Segment Start: Entries supplied
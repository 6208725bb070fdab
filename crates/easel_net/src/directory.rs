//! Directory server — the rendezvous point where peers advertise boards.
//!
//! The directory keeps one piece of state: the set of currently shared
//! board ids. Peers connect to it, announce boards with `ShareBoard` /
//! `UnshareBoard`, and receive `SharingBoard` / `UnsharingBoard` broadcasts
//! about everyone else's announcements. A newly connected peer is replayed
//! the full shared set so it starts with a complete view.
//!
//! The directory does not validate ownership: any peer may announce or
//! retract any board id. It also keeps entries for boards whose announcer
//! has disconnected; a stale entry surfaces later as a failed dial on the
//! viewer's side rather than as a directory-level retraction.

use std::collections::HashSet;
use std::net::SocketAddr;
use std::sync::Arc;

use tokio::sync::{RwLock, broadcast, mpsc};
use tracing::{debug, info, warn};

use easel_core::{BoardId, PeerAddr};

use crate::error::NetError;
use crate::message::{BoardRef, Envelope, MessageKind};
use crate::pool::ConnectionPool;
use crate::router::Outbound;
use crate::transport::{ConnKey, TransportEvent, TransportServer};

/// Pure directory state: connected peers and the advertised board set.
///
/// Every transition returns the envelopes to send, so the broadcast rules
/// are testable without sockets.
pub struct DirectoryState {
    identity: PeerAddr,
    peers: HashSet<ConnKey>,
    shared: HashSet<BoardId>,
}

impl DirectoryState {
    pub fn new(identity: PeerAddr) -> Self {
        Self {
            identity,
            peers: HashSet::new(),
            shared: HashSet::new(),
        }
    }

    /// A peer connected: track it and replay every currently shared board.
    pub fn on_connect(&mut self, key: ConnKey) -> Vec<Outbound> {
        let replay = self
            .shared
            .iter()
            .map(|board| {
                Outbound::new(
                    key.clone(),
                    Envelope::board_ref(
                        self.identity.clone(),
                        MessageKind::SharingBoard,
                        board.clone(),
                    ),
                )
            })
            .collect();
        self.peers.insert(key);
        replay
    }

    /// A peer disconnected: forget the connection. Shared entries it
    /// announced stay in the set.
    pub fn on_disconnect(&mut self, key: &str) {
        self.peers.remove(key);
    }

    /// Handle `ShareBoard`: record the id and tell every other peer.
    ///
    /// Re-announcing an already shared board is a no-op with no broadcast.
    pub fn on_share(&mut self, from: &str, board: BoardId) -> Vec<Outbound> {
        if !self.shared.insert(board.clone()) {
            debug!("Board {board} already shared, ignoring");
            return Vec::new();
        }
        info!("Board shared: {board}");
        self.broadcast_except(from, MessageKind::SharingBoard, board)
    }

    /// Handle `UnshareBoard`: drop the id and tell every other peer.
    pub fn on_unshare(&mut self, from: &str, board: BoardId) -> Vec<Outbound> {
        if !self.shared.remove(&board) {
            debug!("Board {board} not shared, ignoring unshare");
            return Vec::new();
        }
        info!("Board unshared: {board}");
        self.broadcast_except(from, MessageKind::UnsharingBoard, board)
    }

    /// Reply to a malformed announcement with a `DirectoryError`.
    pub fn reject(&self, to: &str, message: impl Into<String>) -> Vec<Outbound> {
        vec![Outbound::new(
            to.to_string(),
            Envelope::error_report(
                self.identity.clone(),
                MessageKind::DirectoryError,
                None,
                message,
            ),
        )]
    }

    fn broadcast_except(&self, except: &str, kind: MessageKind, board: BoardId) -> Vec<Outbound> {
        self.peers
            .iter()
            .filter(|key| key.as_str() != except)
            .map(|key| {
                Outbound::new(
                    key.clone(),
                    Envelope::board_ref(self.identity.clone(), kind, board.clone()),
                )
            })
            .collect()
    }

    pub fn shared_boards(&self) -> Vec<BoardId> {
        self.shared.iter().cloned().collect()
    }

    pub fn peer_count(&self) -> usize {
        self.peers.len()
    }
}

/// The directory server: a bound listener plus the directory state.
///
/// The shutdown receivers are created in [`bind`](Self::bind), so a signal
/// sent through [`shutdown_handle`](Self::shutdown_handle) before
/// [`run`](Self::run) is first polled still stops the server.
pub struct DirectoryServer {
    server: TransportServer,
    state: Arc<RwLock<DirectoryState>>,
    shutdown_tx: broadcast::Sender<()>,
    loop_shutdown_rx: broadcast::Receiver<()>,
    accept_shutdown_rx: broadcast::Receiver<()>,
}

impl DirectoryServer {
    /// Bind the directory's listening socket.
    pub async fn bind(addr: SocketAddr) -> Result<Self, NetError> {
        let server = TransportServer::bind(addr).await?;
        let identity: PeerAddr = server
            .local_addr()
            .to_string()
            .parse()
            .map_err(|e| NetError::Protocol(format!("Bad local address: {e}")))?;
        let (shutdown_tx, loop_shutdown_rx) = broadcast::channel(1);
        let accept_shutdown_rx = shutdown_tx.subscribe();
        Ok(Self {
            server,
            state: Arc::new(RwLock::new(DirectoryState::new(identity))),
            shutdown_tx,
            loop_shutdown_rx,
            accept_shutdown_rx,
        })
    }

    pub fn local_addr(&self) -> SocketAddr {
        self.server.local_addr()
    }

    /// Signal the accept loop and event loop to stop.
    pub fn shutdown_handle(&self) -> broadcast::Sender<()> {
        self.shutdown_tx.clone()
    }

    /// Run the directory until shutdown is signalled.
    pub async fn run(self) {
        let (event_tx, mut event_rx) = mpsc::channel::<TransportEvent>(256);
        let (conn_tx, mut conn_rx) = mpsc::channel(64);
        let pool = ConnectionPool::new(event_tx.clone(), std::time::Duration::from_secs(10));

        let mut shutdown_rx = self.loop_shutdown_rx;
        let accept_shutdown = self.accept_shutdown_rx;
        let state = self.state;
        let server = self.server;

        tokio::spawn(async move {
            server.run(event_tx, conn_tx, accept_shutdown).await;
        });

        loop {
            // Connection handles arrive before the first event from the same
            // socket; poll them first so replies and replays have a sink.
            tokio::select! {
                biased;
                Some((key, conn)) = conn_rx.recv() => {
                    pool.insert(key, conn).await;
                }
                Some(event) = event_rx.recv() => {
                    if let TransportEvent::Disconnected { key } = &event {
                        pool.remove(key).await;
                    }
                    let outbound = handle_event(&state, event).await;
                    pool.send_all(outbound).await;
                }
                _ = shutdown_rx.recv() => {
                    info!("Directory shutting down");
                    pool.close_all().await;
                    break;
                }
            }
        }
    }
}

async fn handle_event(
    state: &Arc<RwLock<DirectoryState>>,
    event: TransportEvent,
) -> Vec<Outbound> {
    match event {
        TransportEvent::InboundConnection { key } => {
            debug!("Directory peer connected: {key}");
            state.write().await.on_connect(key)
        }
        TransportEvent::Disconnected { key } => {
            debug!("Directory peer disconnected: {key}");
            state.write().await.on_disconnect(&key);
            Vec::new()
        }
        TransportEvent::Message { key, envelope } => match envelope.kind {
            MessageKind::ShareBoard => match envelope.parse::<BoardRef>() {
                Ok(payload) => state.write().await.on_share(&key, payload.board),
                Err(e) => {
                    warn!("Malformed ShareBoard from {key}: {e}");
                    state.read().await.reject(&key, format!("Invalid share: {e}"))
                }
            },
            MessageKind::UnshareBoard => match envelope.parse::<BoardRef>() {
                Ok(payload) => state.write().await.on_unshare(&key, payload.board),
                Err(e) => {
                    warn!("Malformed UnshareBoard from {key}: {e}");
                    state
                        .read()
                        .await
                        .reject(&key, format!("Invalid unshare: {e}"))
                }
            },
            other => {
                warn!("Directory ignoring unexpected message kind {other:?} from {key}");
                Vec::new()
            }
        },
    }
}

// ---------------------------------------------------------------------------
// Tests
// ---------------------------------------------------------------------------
Segment End: Entries supplied
Segment Start: Entries supplied
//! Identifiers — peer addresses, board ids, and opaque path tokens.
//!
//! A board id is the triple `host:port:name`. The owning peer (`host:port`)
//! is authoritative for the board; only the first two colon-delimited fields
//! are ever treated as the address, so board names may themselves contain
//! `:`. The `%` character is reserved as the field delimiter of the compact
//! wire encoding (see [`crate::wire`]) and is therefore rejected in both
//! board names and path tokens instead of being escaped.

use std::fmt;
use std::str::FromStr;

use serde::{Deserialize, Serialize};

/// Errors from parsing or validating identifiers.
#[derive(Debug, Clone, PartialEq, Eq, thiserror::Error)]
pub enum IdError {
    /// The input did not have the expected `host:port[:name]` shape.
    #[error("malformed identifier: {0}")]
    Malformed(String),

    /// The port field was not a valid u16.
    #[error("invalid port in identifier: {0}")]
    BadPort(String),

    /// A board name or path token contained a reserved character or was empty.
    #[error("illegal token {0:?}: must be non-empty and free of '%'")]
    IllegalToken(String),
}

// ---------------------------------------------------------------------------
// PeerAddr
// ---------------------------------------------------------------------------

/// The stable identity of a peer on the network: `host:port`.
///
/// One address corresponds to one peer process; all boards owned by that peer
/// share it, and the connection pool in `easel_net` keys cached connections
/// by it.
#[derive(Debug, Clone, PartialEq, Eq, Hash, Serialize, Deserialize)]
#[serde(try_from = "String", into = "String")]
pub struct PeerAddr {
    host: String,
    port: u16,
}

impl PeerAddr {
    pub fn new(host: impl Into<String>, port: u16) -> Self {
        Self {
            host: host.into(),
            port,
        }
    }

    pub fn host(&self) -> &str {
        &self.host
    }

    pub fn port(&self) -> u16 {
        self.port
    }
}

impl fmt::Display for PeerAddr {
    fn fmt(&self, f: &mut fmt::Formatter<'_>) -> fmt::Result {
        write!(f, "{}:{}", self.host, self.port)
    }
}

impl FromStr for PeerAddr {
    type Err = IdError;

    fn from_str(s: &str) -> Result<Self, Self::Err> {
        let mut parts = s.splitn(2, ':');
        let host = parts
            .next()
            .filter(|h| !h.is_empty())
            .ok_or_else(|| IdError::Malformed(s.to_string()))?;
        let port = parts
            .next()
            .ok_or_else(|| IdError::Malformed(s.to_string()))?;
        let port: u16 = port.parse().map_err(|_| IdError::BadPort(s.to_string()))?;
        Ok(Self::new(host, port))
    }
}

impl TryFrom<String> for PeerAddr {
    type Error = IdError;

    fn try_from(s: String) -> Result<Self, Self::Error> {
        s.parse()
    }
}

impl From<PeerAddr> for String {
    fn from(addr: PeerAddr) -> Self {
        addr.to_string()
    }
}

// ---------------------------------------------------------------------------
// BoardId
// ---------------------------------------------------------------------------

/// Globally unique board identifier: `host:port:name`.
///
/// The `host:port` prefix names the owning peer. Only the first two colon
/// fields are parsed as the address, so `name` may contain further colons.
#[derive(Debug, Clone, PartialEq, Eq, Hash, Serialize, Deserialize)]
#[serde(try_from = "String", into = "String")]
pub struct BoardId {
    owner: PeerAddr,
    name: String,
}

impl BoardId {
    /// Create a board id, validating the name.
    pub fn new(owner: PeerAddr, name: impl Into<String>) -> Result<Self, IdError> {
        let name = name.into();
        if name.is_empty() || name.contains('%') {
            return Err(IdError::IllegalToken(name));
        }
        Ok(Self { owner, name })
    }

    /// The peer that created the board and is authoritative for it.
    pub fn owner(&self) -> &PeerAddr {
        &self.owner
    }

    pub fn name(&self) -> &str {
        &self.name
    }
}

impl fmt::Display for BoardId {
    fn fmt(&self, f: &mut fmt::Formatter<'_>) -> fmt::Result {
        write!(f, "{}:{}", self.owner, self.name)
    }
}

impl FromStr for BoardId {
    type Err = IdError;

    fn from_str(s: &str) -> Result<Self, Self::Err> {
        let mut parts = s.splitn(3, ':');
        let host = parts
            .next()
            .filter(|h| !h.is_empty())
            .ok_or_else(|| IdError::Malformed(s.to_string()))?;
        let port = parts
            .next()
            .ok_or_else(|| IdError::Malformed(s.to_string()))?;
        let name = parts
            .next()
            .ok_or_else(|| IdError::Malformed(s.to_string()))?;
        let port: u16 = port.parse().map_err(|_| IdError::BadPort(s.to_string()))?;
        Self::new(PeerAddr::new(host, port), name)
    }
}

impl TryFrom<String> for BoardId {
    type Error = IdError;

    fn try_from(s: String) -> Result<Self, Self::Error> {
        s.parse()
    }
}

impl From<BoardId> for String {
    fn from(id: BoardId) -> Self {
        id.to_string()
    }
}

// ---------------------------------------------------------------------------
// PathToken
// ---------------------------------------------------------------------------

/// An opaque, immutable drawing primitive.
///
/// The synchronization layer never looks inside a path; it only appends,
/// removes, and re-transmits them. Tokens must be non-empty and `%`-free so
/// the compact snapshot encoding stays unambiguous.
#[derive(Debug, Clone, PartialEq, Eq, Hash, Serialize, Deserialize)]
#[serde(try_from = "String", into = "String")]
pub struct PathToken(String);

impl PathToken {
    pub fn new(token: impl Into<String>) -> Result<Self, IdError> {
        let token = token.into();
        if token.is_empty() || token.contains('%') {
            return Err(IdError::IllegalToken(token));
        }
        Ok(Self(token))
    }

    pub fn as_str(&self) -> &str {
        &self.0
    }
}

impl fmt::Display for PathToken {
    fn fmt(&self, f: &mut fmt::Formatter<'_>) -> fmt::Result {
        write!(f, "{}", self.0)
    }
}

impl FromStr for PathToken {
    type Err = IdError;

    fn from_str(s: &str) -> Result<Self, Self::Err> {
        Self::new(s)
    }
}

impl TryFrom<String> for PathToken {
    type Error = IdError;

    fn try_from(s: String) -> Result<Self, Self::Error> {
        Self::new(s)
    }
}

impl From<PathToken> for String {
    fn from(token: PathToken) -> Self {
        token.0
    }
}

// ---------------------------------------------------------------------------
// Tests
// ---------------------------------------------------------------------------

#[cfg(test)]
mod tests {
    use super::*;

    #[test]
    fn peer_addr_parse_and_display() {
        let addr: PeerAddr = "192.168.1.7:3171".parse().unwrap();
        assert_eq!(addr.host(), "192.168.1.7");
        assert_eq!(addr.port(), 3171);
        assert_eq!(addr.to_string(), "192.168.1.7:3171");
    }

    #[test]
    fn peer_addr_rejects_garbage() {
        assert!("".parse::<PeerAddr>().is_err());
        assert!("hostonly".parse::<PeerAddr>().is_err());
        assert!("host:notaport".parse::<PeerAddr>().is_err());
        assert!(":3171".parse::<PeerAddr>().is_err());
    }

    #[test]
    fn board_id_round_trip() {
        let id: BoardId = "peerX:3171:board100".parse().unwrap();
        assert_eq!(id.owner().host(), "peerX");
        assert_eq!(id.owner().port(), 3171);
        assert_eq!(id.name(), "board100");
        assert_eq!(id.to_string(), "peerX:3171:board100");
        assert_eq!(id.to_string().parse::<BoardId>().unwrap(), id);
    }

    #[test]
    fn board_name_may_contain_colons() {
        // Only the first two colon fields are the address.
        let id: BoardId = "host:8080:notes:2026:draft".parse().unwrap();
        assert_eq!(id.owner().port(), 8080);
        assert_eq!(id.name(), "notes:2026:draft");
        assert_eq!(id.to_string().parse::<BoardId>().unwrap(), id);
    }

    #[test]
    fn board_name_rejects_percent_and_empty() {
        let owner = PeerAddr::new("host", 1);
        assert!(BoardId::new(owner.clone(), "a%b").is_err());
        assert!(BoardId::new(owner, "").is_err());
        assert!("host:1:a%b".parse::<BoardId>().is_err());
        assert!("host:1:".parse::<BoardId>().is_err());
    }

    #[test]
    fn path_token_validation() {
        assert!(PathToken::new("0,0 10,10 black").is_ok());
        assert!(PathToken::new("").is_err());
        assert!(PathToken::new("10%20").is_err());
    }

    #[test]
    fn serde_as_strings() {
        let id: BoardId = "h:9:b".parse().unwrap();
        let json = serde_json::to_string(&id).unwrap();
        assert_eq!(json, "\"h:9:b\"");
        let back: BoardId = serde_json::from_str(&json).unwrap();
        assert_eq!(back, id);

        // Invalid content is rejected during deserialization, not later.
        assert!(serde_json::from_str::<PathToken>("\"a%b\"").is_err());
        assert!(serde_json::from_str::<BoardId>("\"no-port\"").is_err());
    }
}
Segment End: Entries supplied
* What the task asks *
Where does the word "async" appear in the listing above? Copy every line that holds it.

* Response area *
    pub async fn bind(addr: SocketAddr) -> Result<Self, NetError> {
    pub async fn run(self) {
        tokio::spawn(async move {
async fn handle_event(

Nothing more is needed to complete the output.